Regulatory mechanism of LINC00657/MiR-26b in the TNF-α/NF-κB pathway for the progression of colorectal cancer

This study investigates the effect of long-chain non-coding LINC00657 on cell proliferation and apoptosis in colorectal cancer and its molecular mechanism based on magnetic nanocarriers for gene delivery. Tumor tissues were collected from patients with colorectal cancer (CRC) to examine the expression of LINC00657. Magnetic nano microspheres were prepared and CRC cells were transfected with short hairpin RNA (shRNA) targeting LINC00657 to establish a stably transfected cell line. The binding relationship between LINC00657 and MicroRNA-26b (MiR-26b) was also verified using a dual-luciferase gene reporter assay. The expression of LINC00657 and MiR-26b were determined by qRT-PCR and Western blot. Cell proliferation, migration, and apoptosis were assessed. Our findings reveal that LINC00657 is highly expressed in CRC tissues and cells, significantly promoting hepatoma carcinoma cell proliferation and migration. Furthermore, we demonstrate that MiR-26b can target and bind to LINC00657, while its expression decreases in CRC cells.

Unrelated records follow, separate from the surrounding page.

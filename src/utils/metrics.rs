//! Observability and Metrics
//!
//! Counters for codec throughput and failures, plus a drop-timer for
//! measuring individual operations.
//!
//! Uses atomic counters for thread-safe metrics collection.

use crate::error::CodecError;
use std::sync::atomic::{AtomicU64, Ordering};
use std::time::Instant;
use tracing::{debug, info};

/// Metrics collector for codec operations
#[derive(Debug)]
pub struct Metrics {
    /// Successful encode calls
    pub encodes_total: AtomicU64,
    /// Successful decode calls
    pub decodes_total: AtomicU64,
    /// Bytes produced by encode calls
    pub bytes_encoded: AtomicU64,
    /// Bytes consumed by decode calls
    pub bytes_decoded: AtomicU64,
    /// Failed encode calls
    pub encode_errors: AtomicU64,
    /// Failed decode calls
    pub decode_errors: AtomicU64,
    /// Decodes rejected by the content hash
    pub integrity_failures: AtomicU64,
    /// Calls aborted by the nesting ceiling
    pub nesting_failures: AtomicU64,
    /// Decodes whose frames did not fit the expected shape
    pub shape_failures: AtomicU64,
    /// Buffers passed through the compressor
    pub compression_total: AtomicU64,
    /// Buffers passed through the decompressor
    pub decompression_total: AtomicU64,
    /// Buffers sent by the transfer helpers
    pub buffers_sent: AtomicU64,
    /// Buffers received by the transfer helpers
    pub buffers_received: AtomicU64,
    /// Start time for uptime calculation
    start_time: Instant,
}

impl Metrics {
    /// Create a new metrics collector
    pub fn new() -> Self {
        Self {
            encodes_total: AtomicU64::new(0),
            decodes_total: AtomicU64::new(0),
            bytes_encoded: AtomicU64::new(0),
            bytes_decoded: AtomicU64::new(0),
            encode_errors: AtomicU64::new(0),
            decode_errors: AtomicU64::new(0),
            integrity_failures: AtomicU64::new(0),
            nesting_failures: AtomicU64::new(0),
            shape_failures: AtomicU64::new(0),
            compression_total: AtomicU64::new(0),
            decompression_total: AtomicU64::new(0),
            buffers_sent: AtomicU64::new(0),
            buffers_received: AtomicU64::new(0),
            start_time: Instant::now(),
        }
    }

    /// Record a successful encode producing `byte_count` bytes
    pub fn encode_success(&self, byte_count: u64) {
        self.encodes_total.fetch_add(1, Ordering::Relaxed);
        self.bytes_encoded.fetch_add(byte_count, Ordering::Relaxed);
    }

    /// Record a successful decode of `byte_count` bytes
    pub fn decode_success(&self, byte_count: u64) {
        self.decodes_total.fetch_add(1, Ordering::Relaxed);
        self.bytes_decoded.fetch_add(byte_count, Ordering::Relaxed);
    }

    /// Record a failed encode
    pub fn encode_failed(&self, error: &CodecError) {
        self.encode_errors.fetch_add(1, Ordering::Relaxed);
        self.classify(error);
    }

    /// Record a failed decode
    pub fn decode_failed(&self, error: &CodecError) {
        self.decode_errors.fetch_add(1, Ordering::Relaxed);
        self.classify(error);
    }

    fn classify(&self, error: &CodecError) {
        let counter = match error {
            CodecError::IntegrityMismatch => &self.integrity_failures,
            CodecError::NestingExceeded { .. } => &self.nesting_failures,
            CodecError::ShapeMismatch(_) | CodecError::Truncated { .. } => &self.shape_failures,
            _ => return,
        };
        counter.fetch_add(1, Ordering::Relaxed);
    }

    /// Record a compression pass
    pub fn compression_attempt(&self) {
        self.compression_total.fetch_add(1, Ordering::Relaxed);
    }

    /// Record a decompression pass
    pub fn decompression_attempt(&self) {
        self.decompression_total.fetch_add(1, Ordering::Relaxed);
    }

    /// Record a buffer sent over a transport
    pub fn buffer_sent(&self) {
        self.buffers_sent.fetch_add(1, Ordering::Relaxed);
    }

    /// Record a buffer received over a transport
    pub fn buffer_received(&self) {
        self.buffers_received.fetch_add(1, Ordering::Relaxed);
    }

    /// Get current metrics snapshot
    pub fn snapshot(&self) -> MetricsSnapshot {
        MetricsSnapshot {
            encodes_total: self.encodes_total.load(Ordering::Relaxed),
            decodes_total: self.decodes_total.load(Ordering::Relaxed),
            bytes_encoded: self.bytes_encoded.load(Ordering::Relaxed),
            bytes_decoded: self.bytes_decoded.load(Ordering::Relaxed),
            encode_errors: self.encode_errors.load(Ordering::Relaxed),
            decode_errors: self.decode_errors.load(Ordering::Relaxed),
            integrity_failures: self.integrity_failures.load(Ordering::Relaxed),
            nesting_failures: self.nesting_failures.load(Ordering::Relaxed),
            shape_failures: self.shape_failures.load(Ordering::Relaxed),
            compression_total: self.compression_total.load(Ordering::Relaxed),
            decompression_total: self.decompression_total.load(Ordering::Relaxed),
            buffers_sent: self.buffers_sent.load(Ordering::Relaxed),
            buffers_received: self.buffers_received.load(Ordering::Relaxed),
            uptime_seconds: self.start_time.elapsed().as_secs(),
        }
    }

    /// Log current metrics
    pub fn log_metrics(&self) {
        let snapshot = self.snapshot();
        info!(
            encodes_total = snapshot.encodes_total,
            decodes_total = snapshot.decodes_total,
            bytes_encoded = snapshot.bytes_encoded,
            bytes_decoded = snapshot.bytes_decoded,
            encode_errors = snapshot.encode_errors,
            decode_errors = snapshot.decode_errors,
            integrity_failures = snapshot.integrity_failures,
            nesting_failures = snapshot.nesting_failures,
            shape_failures = snapshot.shape_failures,
            compression_total = snapshot.compression_total,
            decompression_total = snapshot.decompression_total,
            buffers_sent = snapshot.buffers_sent,
            buffers_received = snapshot.buffers_received,
            uptime_seconds = snapshot.uptime_seconds,
            "Codec metrics snapshot"
        );
    }
}

impl Default for Metrics {
    fn default() -> Self {
        Self::new()
    }
}

/// Snapshot of metrics at a point in time
#[derive(Debug, Clone)]
pub struct MetricsSnapshot {
    pub encodes_total: u64,
    pub decodes_total: u64,
    pub bytes_encoded: u64,
    pub bytes_decoded: u64,
    pub encode_errors: u64,
    pub decode_errors: u64,
    pub integrity_failures: u64,
    pub nesting_failures: u64,
    pub shape_failures: u64,
    pub compression_total: u64,
    pub decompression_total: u64,
    pub buffers_sent: u64,
    pub buffers_received: u64,
    pub uptime_seconds: u64,
}

/// Global metrics instance (lazy static for simplicity)
static METRICS: once_cell::sync::Lazy<Metrics> = once_cell::sync::Lazy::new(Metrics::new);

/// Get the global metrics instance
pub fn global_metrics() -> &'static Metrics {
    &METRICS
}

/// Initialize metrics collection (call once at startup)
pub fn init_metrics() {
    let _ = global_metrics();
    info!("Metrics collection initialized");
}

/// Timer for measuring operation duration
pub struct Timer {
    start: Instant,
    operation: &'static str,
}

impl Timer {
    /// Start timing an operation
    pub fn start(operation: &'static str) -> Self {
        Self {
            start: Instant::now(),
            operation,
        }
    }
}

impl Drop for Timer {
    fn drop(&mut self) {
        let duration = self.start.elapsed();
        debug!(
            operation = self.operation,
            duration_us = duration.as_micros() as u64,
            "Operation completed"
        );
    }
}
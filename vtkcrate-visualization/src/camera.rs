//! Camera utilities for 3D visualization

use nalgebra::{Matrix4, Perspective3, Point3, Rotation3, Unit, Vector3};
use vtkcrate_core::{to_point3f, Aabb};

/// Closest the camera may get to its target, relative to the fitted distance
const MIN_ZOOM: f32 = 0.01;

/// An orbiting perspective camera
#[derive(Debug, Clone)]
pub struct Camera {
    pub position: Point3<f32>,
    pub target: Point3<f32>,
    pub up: Vector3<f32>,
    pub fov: f32,
    pub aspect_ratio: f32,
    pub near: f32,
    pub far: f32,
    home: (Point3<f32>, Point3<f32>, Vector3<f32>),
}

impl Camera {
    /// Create a new camera
    pub fn new(
        position: Point3<f32>,
        target: Point3<f32>,
        up: Vector3<f32>,
        fov: f32,
        aspect_ratio: f32,
        near: f32,
        far: f32,
    ) -> Self {
        Self {
            position,
            target,
            up,
            fov,
            aspect_ratio,
            near,
            far,
            home: (position, target, up),
        }
    }

    /// Get the view matrix
    pub fn view_matrix(&self) -> Matrix4<f32> {
        Matrix4::look_at_rh(&self.position, &self.target, &self.up)
    }

    /// Get the projection matrix
    pub fn projection_matrix(&self) -> Matrix4<f32> {
        let perspective = Perspective3::new(self.aspect_ratio, self.fov, self.near, self.far);
        perspective.into_inner()
    }

    /// Combined projection and view matrix
    pub fn view_projection(&self) -> Matrix4<f32> {
        self.projection_matrix() * self.view_matrix()
    }

    pub fn set_aspect(&mut self, width: u32, height: u32) {
        if width > 0 && height > 0 {
            self.aspect_ratio = width as f32 / height as f32;
        }
    }

    /// Place the camera so the whole box is visible and make that the reset view.
    ///
    /// The camera looks down the -z axis at the box center, with y up.
    pub fn fit(&mut self, bounds: &Aabb) {
        let center = to_point3f(&bounds.center());
        let radius = (bounds.diagonal() as f32 / 2.0).max(1e-3);
        let distance = radius / (self.fov / 2.0).sin();

        self.target = center;
        self.position = center + Vector3::new(0.0, 0.0, distance);
        self.up = Vector3::y();
        self.near = ((distance - radius) * 0.5).max(distance * 1e-3);
        self.far = distance + radius * 2.0;
        self.home = (self.position, self.target, self.up);
    }

    /// Fit the box, then look at it from `elevation` degrees above the xy
    /// plane and `azimuth` degrees around the z axis. The screen's right
    /// vector stays horizontal and the result becomes the reset view.
    pub fn fit_from(&mut self, bounds: &Aabb, elevation: f64, azimuth: f64) {
        self.fit(bounds);
        let distance = (self.position - self.target).norm();
        let el = elevation.to_radians() as f32;
        let az = azimuth.to_radians() as f32;

        let toward_eye = Vector3::new(el.cos() * az.cos(), el.cos() * az.sin(), el.sin());
        let right = Vector3::new(-az.sin(), az.cos(), 0.0);
        self.position = self.target + toward_eye * distance;
        self.up = toward_eye.cross(&right);
        self.home = (self.position, self.target, self.up);
    }

    /// Return to the view set by the last `fit` or construction
    pub fn reset(&mut self) {
        let (position, target, up) = self.home;
        self.position = position;
        self.target = target;
        self.up = up;
    }

    /// Move the camera forward
    pub fn move_forward(&mut self, distance: f32) {
        let direction = (self.target - self.position).normalize();
        self.position += direction * distance;
        self.target += direction * distance;
    }

    /// Rotate the camera around the target by angles in radians
    pub fn orbit(&mut self, horizontal: f32, vertical: f32) {
        let offset = self.position - self.target;
        let yaw = Rotation3::from_axis_angle(&Unit::new_normalize(self.up), -horizontal);
        let offset = yaw * offset;

        let right = offset.cross(&self.up);
        let offset = match Unit::try_new(right, f32::EPSILON) {
            Some(axis) => {
                let pitch = Rotation3::from_axis_angle(&axis, vertical);
                self.up = pitch * self.up;
                pitch * offset
            }
            None => offset,
        };
        self.position = self.target + offset;
    }

    /// Shift camera and target in the view plane; deltas are fractions of the view height
    pub fn pan(&mut self, dx: f32, dy: f32) {
        let forward = self.target - self.position;
        let distance = forward.norm();
        let Some(right) = forward.cross(&self.up).try_normalize(f32::EPSILON) else {
            return;
        };
        let up = right.cross(&forward).normalize();
        let scale = distance * (self.fov / 2.0).tan() * 2.0;
        let shift = (-right * dx + up * dy) * scale;
        self.position += shift;
        self.target += shift;
    }

    /// Move toward the target by a fraction of the current distance; negative moves away
    pub fn zoom(&mut self, amount: f32) {
        let offset = self.position - self.target;
        let distance = offset.norm();
        let (home_position, home_target, _) = self.home;
        let min_distance = (home_position - home_target).norm() * MIN_ZOOM;
        let new_distance = (distance * (1.0 - amount)).max(min_distance);
        if distance > 0.0 {
            self.position = self.target + offset * (new_distance / distance);
        }
        self.far = self.far.max(new_distance * 4.0);
        self.near = self.near.min(new_distance * 0.5).max(1e-4);
    }
}

impl Default for Camera {
    fn default() -> Self {
        Self::new(
            Point3::new(0.0, 0.0, 5.0),
            Point3::new(0.0, 0.0, 0.0),
            Vector3::new(0.0, 1.0, 0.0),
            std::f32::consts::FRAC_PI_4,
            16.0 / 9.0,
            0.1,
            100.0,
        )
    }
}

#[cfg(test)]
mod tests {
    use super::*;
    use approx::assert_relative_eq;
    use vtkcrate_core::Point3d;

    fn unit_box() -> Aabb {
        Aabb::new(Point3d::new(-1.0, -1.0, -1.0), Point3d::new(1.0, 1.0, 1.0))
    }

    #[test]
    fn test_fit_centers_on_box() {
        let mut camera = Camera::default();
        camera.fit(&unit_box());
        assert_eq!(camera.target, Point3::origin());
        assert!(camera.position.z > 3.0f32.sqrt());
        assert!(camera.near < camera.position.z - 3.0f32.sqrt());
        assert!(camera.far > camera.position.z + 3.0f32.sqrt());
    }

    #[test]
    fn test_fit_from_elevation_and_azimuth() {
        let mut camera = Camera::default();
        camera.fit(&unit_box());
        let distance = (camera.position - camera.target).norm();

        camera.fit_from(&unit_box(), 90.0, 0.0);
        assert_relative_eq!((camera.position - camera.target).norm(), distance, epsilon = 1e-4);
        assert_relative_eq!(camera.position.z, distance, epsilon = 1e-4);
        assert_relative_eq!(camera.up.norm(), 1.0, epsilon = 1e-5);

        camera.fit_from(&unit_box(), 0.0, 90.0);
        assert_relative_eq!(camera.position.y, distance, epsilon = 1e-4);
        assert_relative_eq!(camera.up.z, 1.0, epsilon = 1e-5);

        camera.orbit(0.5, 0.2);
        camera.reset();
        assert_relative_eq!(camera.position.y, distance, epsilon = 1e-4);
    }

    #[test]
    fn test_orbit_keeps_distance() {
        let mut camera = Camera::default();
        let before = (camera.position - camera.target).norm();
        camera.orbit(0.7, -0.3);
        assert_relative_eq!((camera.position - camera.target).norm(), before, epsilon = 1e-4);
        assert!(camera.position.x.abs() > 0.1);
    }

    #[test]
    fn test_zoom_and_reset() {
        let mut camera = Camera::default();
        camera.fit(&unit_box());
        let home = camera.position;

        camera.zoom(0.5);
        assert!((camera.position - camera.target).norm() < (home - camera.target).norm());
        camera.zoom(10.0);
        assert!((camera.position - camera.target).norm() > 0.0);

        camera.pan(0.1, 0.1);
        assert_ne!(camera.target, Point3::origin());

        camera.reset();
        assert_eq!(camera.position, home);
        assert_eq!(camera.target, Point3::origin());
    }
}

Knockdown of LINC00657 resulted in significant downregulation of both MiR-26b expression levels and tumor necrosis factor-α (TNF-α)/nuclear factor-kappa B (NF-κB) pathway activity. However, co-transfection of a MiR-26b inhibitor into sh-LINC00657-transfected cells attenuated the effects on malignant phenotypes while activating TNF-α/NF-kB pathway activity. Conversely, transfection of an NF-kB activator exerted similar effects as the MiR-26b inhibitor by enhancing malignant proliferation ability in CRC cells. Overall, the upregulation of LINC00657 potentially modulates the proliferation and apoptosis of colorectal cancer cells through its interaction with MiR-26b, leading to the activation of the TNF-α/NF-κB signaling pathway.